THOMAS T. WOODALL, PRESIDING JUDGE
A summary of the facts underlying Petitioner's convictions can be found in this court's opinion in State v. Willie Price, No. W2009-00083-CCA-R3-CD, 2010 WL 376625 (Tenn. Crim. App., Feb. 3, 2010), perm. app. denied (Tenn., June 17, 2010). In that opinion, this court gave the following synopsis of the facts:
This case involves a man who became known in the Memphis-area media as the "Hacks Cross Creeper." On February 11, 2003, a man broke into the Germantown home of the victim, D.W. (footnote omitted), robbed her, extracted her promise that she would not call the police, and then left through the back door. Despite her promise, the victim called the police as soon as her husband returned home.

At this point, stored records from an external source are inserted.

//! Chain access for the perps keeper.
//!
//! The engine depends only on the capability traits in this crate:
//! [`ChainClient`] (block/event/balance primitives), [`MarketContract`]
//! (the per-market read/write surface), [`Multicall`] and [`PythContract`].
//! The [`rpc`] module provides the alloy-backed implementations used by the
//! binary; tests substitute hand-rolled mocks.

pub mod abi;
pub mod client;
pub mod contract;
pub mod error;
pub mod multicall;
pub mod rpc;
pub mod source;

pub use client::{BlockInfo, BoxFuture, ChainClient};
pub use contract::{
    MarketCall, MarketContract, MarketDirectory, MarketSummary, OnchainDelayedOrder, PendingTx,
    PythContract, TxOptions, TxOutcome,
};
pub use error::{ChainError, ChainResult};
pub use multicall::{Call3, Call3Result, Multicall};
pub use source::{EventSource, EventSourceConfig};
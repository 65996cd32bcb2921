//! Error types for keeper-signer.

use thiserror::Error;

#[derive(Debug, Error)]
pub enum SignerError {
    /// No signer became idle within the acquisition deadline.
    #[error("Signer pool exhausted: no idle signer within {0:?}")]
    PoolExhaustedTimeout(std::time::Duration),

    /// The pool was dropped while waiting for a signer.
    #[error("Signer pool closed")]
    PoolClosed,

    /// Nonce re-sync from the chain failed while preparing a lease.
    #[error("Nonce sync failed for {address}: {reason}")]
    NonceSync { address: String, reason: String },

    /// Mnemonic parsing or key derivation failed.
    #[error("Signer derivation failed: {0}")]
    Derivation(String),
}

pub type SignerResult<T> = Result<T, SignerError>;
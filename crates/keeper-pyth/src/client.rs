//! HTTP client for the Pyth price service.

use std::future::Future;
use std::pin::Pin;
use std::time::Duration;

use alloy::primitives::{Bytes, B256};
use base64::Engine;
use reqwest::Client;
use tracing::debug;

use crate::error::{PythError, PythResult};

/// Default timeout for price-service requests.
const DEFAULT_TIMEOUT: Duration = Duration::from_secs(10);

/// Boxed future for dyn-compatible async trait methods.
pub type BoxFuture<'a, T> = Pin<Box<dyn Future<Output = T> + Send + 'a>>;

/// The capability the off-chain keeper needs: signed update data for a feed.
pub trait PriceService: Send + Sync {
    fn latest_vaas(&self, feed_id: B256) -> BoxFuture<'_, PythResult<Vec<Bytes>>>;
}

/// Client for the Pyth price-service `latest_vaas` endpoint.
pub struct PythPriceClient {
    client: Client,
    base_url: String,
}

impl PythPriceClient {
    /// # Arguments
    /// * `base_url` - Price-service root, e.g. `https://xc-mainnet.pyth.network`
    pub fn new(base_url: impl Into<String>) -> PythResult<Self> {
        let client = Client::builder()
            .timeout(DEFAULT_TIMEOUT)
            .build()
            .map_err(|e| PythError::HttpClient(format!("Failed to create HTTP client: {e}")))?;

        Ok(Self {
            client,
            base_url: base_url.into().trim_end_matches('/').to_owned(),
        })
    }

    async fn fetch_latest_vaas(&self, feed_id: B256) -> PythResult<Vec<Bytes>> {
        let url = format!("{}/api/latest_vaas", self.base_url);
        let id = format!("{feed_id:#x}");

        let response = self
            .client
            .get(&url)
            .query(&[("ids[]", id.as_str())])
            .send()
            .await
            .map_err(|e| PythError::HttpClient(format!("HTTP request failed: {e}")))?;

        let status = response.status();
        if !status.is_success() {
            let body = response.text().await.unwrap_or_default();
            return Err(PythError::Status {
                status: status.as_u16(),
                body,
            });
        }

        // The endpoint returns a JSON array of base64-encoded VAAs.
        let encoded: Vec<String> = response
            .json()
            .await
            .map_err(|e| PythError::Malformed(e.to_string()))?;

        if encoded.is_empty() {
            return Err(PythError::Malformed(format!(
                "no update data returned for feed {id}"
            )));
        }

        let updates = encoded
            .iter()
            .map(|vaa| {
                base64::engine::general_purpose::STANDARD
                    .decode(vaa)
                    .map(Bytes::from)
                    .map_err(|e| PythError::Malformed(format!("bad base64 VAA: {e}")))
            })
            .collect::<PythResult<Vec<Bytes>>>()?;

        debug!(feed = %id, count = updates.len(), "Fetched Pyth update data");
        Ok(updates)
    }
}

impl PriceService for PythPriceClient {
    fn latest_vaas(&self, feed_id: B256) -> BoxFuture<'_, PythResult<Vec<Bytes>>> {
        Box::pin(self.fetch_latest_vaas(feed_id))
    }
}

#[cfg(test)]
mod tests {
    use super::*;

    #[test]
    fn base_url_is_normalised() {
        let client = PythPriceClient::new("https://example.org/").unwrap();
        assert_eq!(client.base_url, "https://example.org");
    }

    #[test]
    fn decodes_base64_payloads() {
        let raw = b"\x01\x02\x03update";
        let encoded = base64::engine::general_purpose::STANDARD.encode(raw);
        let decoded = base64::engine::general_purpose::STANDARD
            .decode(&encoded)
            .unwrap();
        assert_eq!(decoded, raw);
    }
}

Less than a month later, on March 8, 2003, the same man broke into the victim's home again, awakened her from her sleep, accused her of lying to him by calling the police, demanded more money, and raped her. The victim fought against the attack and the man bit her arm during the struggle. Approximately two and a half years later, investigators matched the DNA profile of saliva obtained from the victim's wound to the defendant.
Following his arrest, the defendant gave a statement to police in which he admitted that he had twice burglarized the victim's home and robbed her. He also admitted that he had penetrated the victim's vagina with his penis, but he claimed that the sexual contact had been consensual.
Id., at *1.
In his Amended Petition for Post-Conviction Relief, Petitioner asserted 14 examples of trial counsel's ineffectiveness; however, on appeal, Petitioner makes only the following assertions: trial counsel was ineffective for failing "to call any witnesses, known or that should have been known to counsel, who had relevant information to the defense and their theories at trial[;]" trial counsel was ineffective for "failing to send an investigator to interview the police officers who transported Appellant from Mississippi after a DNA 'reverse hit[;]'" and "[t]rial counsel failed to file any motion to suppress the DNA identification." We therefore limit our summary of the evidence presented at the post-conviction hearing and our discussion of the issue to those claims.
Petitioner testified at the post-conviction hearing that his relationship with trial counsel was "pretty good." He communicated with trial counsel in jail and in court. Petitioner could not recall whether trial counsel reviewed with him the State's discovery response or whether there was a suppression hearing. When asked what more trial counsel could have done to defend him, Petitioner responded, "I'm just believing ...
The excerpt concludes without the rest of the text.